In the August 7, 2007, issue of PLoS One, researchers show how a poorly understood and previously unsuspected mechanism may be the key to understanding how life-style associated forms of oxidative stress, such as exposure to cigarette smoke, damage cells in the lungs.
Toxins in cigarette smoke, they show, open unpaired hemichannels--small portholes in the cell surface--that can, with very little provocation, turn into major breaches in the cells integrity, leading to rapid cell death.
This discovery by researchers from the University of Chicago, the University of California at San Diego and the University of California at Los Angeles, suggests new ways to prevent smoking-related cellular damage and possibly to put the brakes on other diseases tied to oxidative stress, including atherosclerosis, neurodegenerative diseases and even senescence.
"Opening hemichannels allows stressful, often toxic, stimuli to flow directly into cells, overwhelming the delicate and carefully maintained balance within and triggering the signals that induce cell death," said study author Ratneshwar Lal, PhD, professor of medicine at the University of Chicago.

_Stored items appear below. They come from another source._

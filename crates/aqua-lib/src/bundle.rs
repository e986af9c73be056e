//! Model bundle loading
//!
//! A bundle is a JSON manifest next to an ONNX file. The manifest carries the
//! feature schema and pipeline metadata; the model path is resolved relative
//! to the manifest. Schemas are validated before the model bytes are read so
//! a contract mismatch never costs a model parse.

use crate::classifier::{ClassificationPipeline, ClassifierModel, CLASSIFICATION_FEATURES};
use crate::error::PipelineError;
use crate::forecast::{
    ForecastPipeline, ForecastSchema, DEFAULT_HORIZON_STEPS, DEFAULT_N_LAGS, DEFAULT_SENSOR_COLS,
};
use crate::models::CalibrationConstants;
use crate::onnx::{OnnxLabel, OnnxModel, OnnxProbabilities};
use crate::schema::FeatureSchema;
use serde::de::DeserializeOwned;
use serde::Deserialize;
use sha2::{Digest, Sha256};
use std::fs;
use std::path::{Path, PathBuf};
use tracing::{debug, info};

/// Model file reference shared by both manifest kinds
#[derive(Debug, Clone, Deserialize)]
pub struct ModelSource {
    /// ONNX file, relative to the manifest
    pub model: PathBuf,
    /// Expected hex SHA-256 of the model file
    #[serde(default)]
    pub sha256: Option<String>,
    #[serde(default)]
    pub version: Option<String>,
}

/// How the classifier's prediction is read from the model
#[derive(Debug, Clone, Copy, PartialEq, Eq, Deserialize)]
#[serde(rename_all = "lowercase")]
pub enum ClassifierOutput {
    Probabilities,
    Label,
}

#[derive(Debug, Clone, Deserialize)]
pub struct ClassificationManifest {
    #[serde(flatten)]
    pub source: ModelSource,
    pub feature_cols: Vec<String>,
    #[serde(rename = "P_OPT", default)]
    pub p_opt: Option<f64>,
    #[serde(rename = "T_OPT", default)]
    pub t_opt: Option<f64>,
    #[serde(rename = "CLAR_REF", default)]
    pub clar_ref: Option<f64>,
    #[serde(default)]
    pub output: Option<ClassifierOutput>,
}

impl ClassificationManifest {
    /// Calibration constants, falling back to the defaults per field
    pub fn constants(&self) -> CalibrationConstants {
        let defaults = CalibrationConstants::default();
        CalibrationConstants {
            p_opt: self.p_opt.unwrap_or(defaults.p_opt),
            t_opt: self.t_opt.unwrap_or(defaults.t_opt),
            clar_ref: self.clar_ref.unwrap_or(defaults.clar_ref),
        }
    }
}

#[derive(Debug, Clone, Deserialize)]
pub struct ForecastManifest {
    #[serde(flatten)]
    pub source: ModelSource,
    pub feature_cols: Vec<String>,
    #[serde(default)]
    pub sensor_cols: Option<Vec<String>>,
    #[serde(default)]
    pub n_lags: Option<usize>,
    #[serde(default)]
    pub horizon: Option<u32>,
}

impl ForecastManifest {
    pub fn forecast_schema(&self) -> Result<ForecastSchema, PipelineError> {
        let sensor_cols = self
            .sensor_cols
            .clone()
            .unwrap_or_else(|| DEFAULT_SENSOR_COLS.iter().map(|s| s.to_string()).collect());
        ForecastSchema::new(
            sensor_cols,
            self.n_lags.unwrap_or(DEFAULT_N_LAGS),
            self.horizon.unwrap_or(DEFAULT_HORIZON_STEPS),
        )
    }
}

/// Compute the hex SHA-256 of model bytes
pub fn compute_checksum(data: &[u8]) -> String {
    let mut hasher = Sha256::new();
    hasher.update(data);
    hex::encode(hasher.finalize())
}

fn read_manifest<T: DeserializeOwned>(path: &Path) -> Result<T, PipelineError> {
    let raw = fs::read_to_string(path).map_err(|e| PipelineError::bundle_load(path, e))?;
    serde_json::from_str(&raw)
        .map_err(|e| PipelineError::bundle_load(path, format!("invalid manifest: {}", e)))
}

/// Read the model file, verify its checksum and parse it with tract
fn load_model(
    manifest_path: &Path,
    source: &ModelSource,
    n_features: usize,
) -> Result<(OnnxModel, String), PipelineError> {
    let model_path = manifest_path
        .parent()
        .unwrap_or_else(|| Path::new("."))
        .join(&source.model);
    let bytes = fs::read(&model_path).map_err(|e| PipelineError::bundle_load(&model_path, e))?;

    let checksum = compute_checksum(&bytes);
    if let Some(expected) = &source.sha256 {
        if !expected.eq_ignore_ascii_case(&checksum) {
            return Err(PipelineError::bundle_load(
                &model_path,
                format!("checksum mismatch: expected {}, got {}", expected, checksum),
            ));
        }
        debug!(path = %model_path.display(), checksum = %checksum, "Model checksum validated");
    }

    let model = OnnxModel::from_bytes(&bytes, n_features)
        .map_err(|e| PipelineError::bundle_load(&model_path, format!("{:#}", e)))?;

    let version = source
        .version
        .clone()
        .unwrap_or_else(|| format!("sha256:{}", &checksum[..12]));

    info!(
        path = %model_path.display(),
        size = bytes.len(),
        n_features,
        n_outputs = model.n_outputs(),
        version = %version,
        "Loaded ONNX model"
    );
    Ok((model, version))
}

/// Pick the classifier variant for a loaded model
///
/// An explicit manifest `output` wins. Otherwise a model with two or more
/// outputs is read as label + probabilities and uses output 1.
fn classifier_model(model: OnnxModel, output: Option<ClassifierOutput>) -> ClassifierModel {
    let multi_output = model.n_outputs() >= 2;
    let output = output.unwrap_or(if multi_output {
        ClassifierOutput::Probabilities
    } else {
        ClassifierOutput::Label
    });
    match output {
        ClassifierOutput::Probabilities => {
            let index = if multi_output { 1 } else { 0 };
            ClassifierModel::Probabilistic(Box::new(OnnxProbabilities::new(model, index)))
        }
        ClassifierOutput::Label => ClassifierModel::Point(Box::new(OnnxLabel::new(model))),
    }
}

/// Load the water-quality classification bundle
pub fn load_classification_bundle(path: &Path) -> Result<ClassificationPipeline, PipelineError> {
    let manifest: ClassificationManifest = read_manifest(path)?;
    let schema = FeatureSchema::new(manifest.feature_cols.iter())?;
    schema.ensure_producible(CLASSIFICATION_FEATURES, "classification")?;

    let (model, version) = load_model(path, &manifest.source, schema.len())?;
    let model = classifier_model(model, manifest.output);
    let pipeline = ClassificationPipeline::new(schema, manifest.constants(), model)?
        .with_version(version);

    info!(
        manifest = %path.display(),
        features = pipeline.schema().len(),
        classifier = pipeline.classifier_kind(),
        "Classification bundle ready"
    );
    Ok(pipeline)
}

/// Load the pond forecast bundle
pub fn load_forecast_bundle(path: &Path) -> Result<ForecastPipeline, PipelineError> {
    let manifest: ForecastManifest = read_manifest(path)?;
    let schema = FeatureSchema::new(manifest.feature_cols.iter())?;
    let forecast_schema = manifest.forecast_schema()?;
    forecast_schema.ensure_covers(&schema)?;

    let (model, version) = load_model(path, &manifest.source, schema.len())?;
    let pipeline =
        ForecastPipeline::new(schema, forecast_schema, Box::new(model))?.with_version(version);

    info!(
        manifest = %path.display(),
        features = pipeline.model_schema().len(),
        n_lags = pipeline.forecast_schema().n_lags(),
        horizon_minutes = pipeline.forecast_schema().horizon_minutes(),
        "Forecast bundle ready"
    );
    Ok(pipeline)
}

"We were surprised to find out how little it took to cause such damage, only a small change in membrane electrical properties," he added, "and by how much damage it could cause."
Hemichannels form a small gated pathway from the interior of a cell, through the cell membrane to the cell surface. They usually connect with an identical hemichannel from an adjoining cell to form a gap junction. By directly connecting two cells, gap junctions enable them to exchange the chemical signals they use to coordinate their activities and maintain metabolic and ionic homeostasis among connected cells in a tissue.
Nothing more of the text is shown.